Mr. Cronenberg's skills as an adaptor of other people's works are by now beyond question, although his tactic in "Maps" seems to be to sublimate himself into the material more than usual. The Cronenberg method has always involved collaboration — Peter Suschitzky's photography and Howard Shore's music do their magic here as per usual — but the presiding spirit in "Maps" is none other than Bruce Wagner, to the point where the biggest dose of déjà vu is remembering Mr. Wagner's TV series "Wild Palms" from a whole two decades ago. The film's black central business — of incestuous mental wreckage being scoured clean in a land of wildfires — is a deliciously nasty construction; and for once Mr.
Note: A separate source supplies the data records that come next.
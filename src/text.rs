use once_cell::sync::Lazy;
use regex::Regex;
use std::collections::HashSet;

const LOWERCASE_WORDS: [&str; 15] = [
    "a", "an", "the", "and", "but", "or", "for", "nor", "on", "at", "to", "from", "by", "in", "of",
];

pub const MAX_CATEGORIES: usize = 3;

pub fn normalize_title(text: &str) -> String {
    text.split(' ')
        .enumerate()
        .map(|(index, word)| {
            let lower = word.to_lowercase();
            if index == 0 || !LOWERCASE_WORDS.contains(&lower.as_str()) {
                capitalize(word)
            } else {
                lower
            }
        })
        .collect::<Vec<_>>()
        .join(" ")
}

fn capitalize(word: &str) -> String {
    let mut chars = word.chars();
    match chars.next() {
        Some(first) => {
            let mut out: String = first.to_uppercase().collect();
            out.push_str(&chars.as_str().to_lowercase());
            out
        }
        None => String::new(),
    }
}

// `Fiction/Literary` keeps only `Fiction`.
pub fn process_categories(categories: Option<&[String]>) -> Vec<String> {
    let Some(categories) = categories else {
        return Vec::new();
    };

    let mut seen = HashSet::new();
    let mut out = Vec::with_capacity(MAX_CATEGORIES);
    for category in categories {
        let label = match category.split_once('/') {
            Some((top, _)) => normalize_title(top.trim()),
            None => normalize_title(category),
        };
        if seen.insert(label.clone()) {
            out.push(label);
            if out.len() == MAX_CATEGORIES {
                break;
            }
        }
    }
    out
}

static SCRIPT_RE: Lazy<Regex> =
    Lazy::new(|| Regex::new(r"(?is)<script\b.*?</script\s*>").expect("valid script regex"));
static IFRAME_RE: Lazy<Regex> =
    Lazy::new(|| Regex::new(r"(?is)<iframe\b.*?</iframe\s*>").expect("valid iframe regex"));
// Handlers may follow whitespace, `/` or a closing quote.
static EVENT_HANDLER_RE: Lazy<Regex> = Lazy::new(|| {
    Regex::new(r#"(?i)\s*\bon\w+\s*=\s*(?:"[^"]*"|'[^']*')"#).expect("valid handler regex")
});

// Denylist only: `javascript:` URLs pass through untouched.
pub fn sanitize_html(html: &str) -> String {
    let mut current = strip_dangerous(html);
    // A removal can splice a new tag together out of the surrounding text.
    loop {
        let next = strip_dangerous(&current);
        if next == current {
            return current;
        }
        current = next;
    }
}

fn strip_dangerous(html: &str) -> String {
    let s = SCRIPT_RE.replace_all(html, "");
    let s = IFRAME_RE.replace_all(&s, "");
    EVENT_HANDLER_RE.replace_all(&s, "").into_owned()
}

#[cfg(test)]
mod tests {
    use super::*;

    fn strings(items: &[&str]) -> Vec<String> {
        items.iter().map(|s| s.to_string()).collect()
    }

    #[test]
    fn title_keeps_connectors_lowercase() {
        assert_eq!(
            normalize_title("the lord of the rings"),
            "The Lord of the Rings"
        );
        assert_eq!(normalize_title("A TALE OF TWO CITIES"), "A Tale of Two Cities");
        assert_eq!(normalize_title("of mice and men"), "Of Mice and Men");
    }

    #[test]
    fn title_normalization_is_idempotent() {
        for input in ["the lord of the rings", "WAR AND PEACE", "gone with the wind", "x"] {
            let once = normalize_title(input);
            assert_eq!(normalize_title(&once), once);
        }
    }

    #[test]
    fn title_preserves_space_runs_and_empty_input() {
        assert_eq!(normalize_title(""), "");
        assert_eq!(normalize_title("dune  messiah"), "Dune  Messiah");
        assert_eq!(normalize_title("catch-22 novel"), "Catch-22 Novel");
    }

    #[test]
    fn categories_keep_top_segment_and_dedupe() {
        let input = strings(&["Fiction/Literary", "Fiction/Mystery", "Drama"]);
        assert_eq!(process_categories(Some(input.as_slice())), vec!["Fiction", "Drama"]);
    }

    #[test]
    fn categories_absent_or_empty_yield_nothing() {
        assert!(process_categories(None).is_empty());
        assert!(process_categories(Some(&[] as &[String])).is_empty());
    }

    #[test]
    fn categories_are_capped_at_three() {
        let input = strings(&["History", "science", "ART / Modern", "Poetry", "Travel"]);
        let out = process_categories(Some(input.as_slice()));
        assert_eq!(out, vec!["History", "Science", "Art"]);
    }

    #[test]
    fn categories_dedupe_after_normalization() {
        let input = strings(&["juvenile fiction", "Juvenile Fiction/General", "COMICS"]);
        assert_eq!(
            process_categories(Some(input.as_slice())),
            vec!["Juvenile Fiction", "Comics"]
        );
    }

    #[test]
    fn sanitizer_drops_scripts() {
        assert_eq!(
            sanitize_html("<p>ok</p><script>alert(1)</script>"),
            "<p>ok</p>"
        );
        assert_eq!(
            sanitize_html("<p>a</p><SCRIPT type=\"x\">\nlet a = 1;\n</Script><p>b</p>"),
            "<p>a</p><p>b</p>"
        );
    }

    #[test]
    fn sanitizer_is_non_greedy_across_blocks() {
        let html = "<script>one()</script><b>keep</b><script>two()</script>";
        assert_eq!(sanitize_html(html), "<b>keep</b>");
    }

    #[test]
    fn sanitizer_drops_iframes() {
        let html = "<p>x</p><iframe src=\"https://evil.example\">\n</iframe><p>y</p>";
        assert_eq!(sanitize_html(html), "<p>x</p><p>y</p>");
    }

    #[test]
    fn sanitizer_strips_event_handlers() {
        assert_eq!(sanitize_html(r#"<div onclick="evil()">x</div>"#), "<div>x</div>");
        assert_eq!(
            sanitize_html(r#"<img src="a.png" onError='boom()' alt="a">"#),
            r#"<img src="a.png" alt="a">"#
        );
    }

    #[test]
    fn sanitizer_strips_handlers_after_slash_or_quote() {
        assert_eq!(sanitize_html(r#"<svg/onload="alert(1)">"#), "<svg/>");
        assert_eq!(
            sanitize_html(r#"<img src="x"onerror="steal()">"#),
            r#"<img src="x">"#
        );
        assert_eq!(
            sanitize_html("<a href=\"#\"\nONMOUSEOVER='x()'>hi</a>"),
            "<a href=\"#\">hi</a>"
        );
    }

    #[test]
    fn sanitizer_catches_blocks_spliced_by_removal() {
        assert_eq!(
            sanitize_html("<p>a</p><scr<script></script>ipt>alert(1)</script><p>b</p>"),
            "<p>a</p><p>b</p>"
        );
        assert_eq!(
            sanitize_html("<ifr<script>x</script>ame src=\"e\"></iframe>ok"),
            "ok"
        );
    }

    #[test]
    fn sanitizer_keeps_words_starting_with_on_in_text() {
        let html = "<p>Button online, once upon a time.</p>";
        assert_eq!(sanitize_html(html), html);
    }

    #[test]
    fn sanitizer_leaves_plain_markup_alone() {
        let html = "<p>Once <i>upon</i> a time, on a hill.</p><br>";
        assert_eq!(sanitize_html(html), html);
    }
}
Cronenberg's fearsome skills with the autopsy tools seem coyly deferential to the material. The operation was a success, but the patient survived.


Opens on Sept. 26 in Britain and on Feb. 27, 2015 in the United States

Directed by David Cronenberg; written by Bruce Wagner; director of photography, Peter Suschitzky; edited by Ronald Sanders; music by Howard Shore; production design by Carol Spier; costumes by Denise Cronenberg; produced by Martin Katz and Saïd Ben Saïd; released by Entertainment One (Britain) and Focus World (United States). Running time: 1 hour 51 minutes. This film is rated 18 by B.B.F.C. and R by M.P.A.A.

WITH: Julianne Moore (Havana Segrand), Mia Wasikowska (Agatha Weiss), Olivia Williams (Cristina Weiss), Evan Bird (Benjie Weiss), Sarah Gadon (Clarice Taggart), Niamh Wilson (Sam), Dawn Greenhalgh (Genie), John Cusack (Dr. Stafford Weiss) and Robert Pattinson (Jerome Fontana).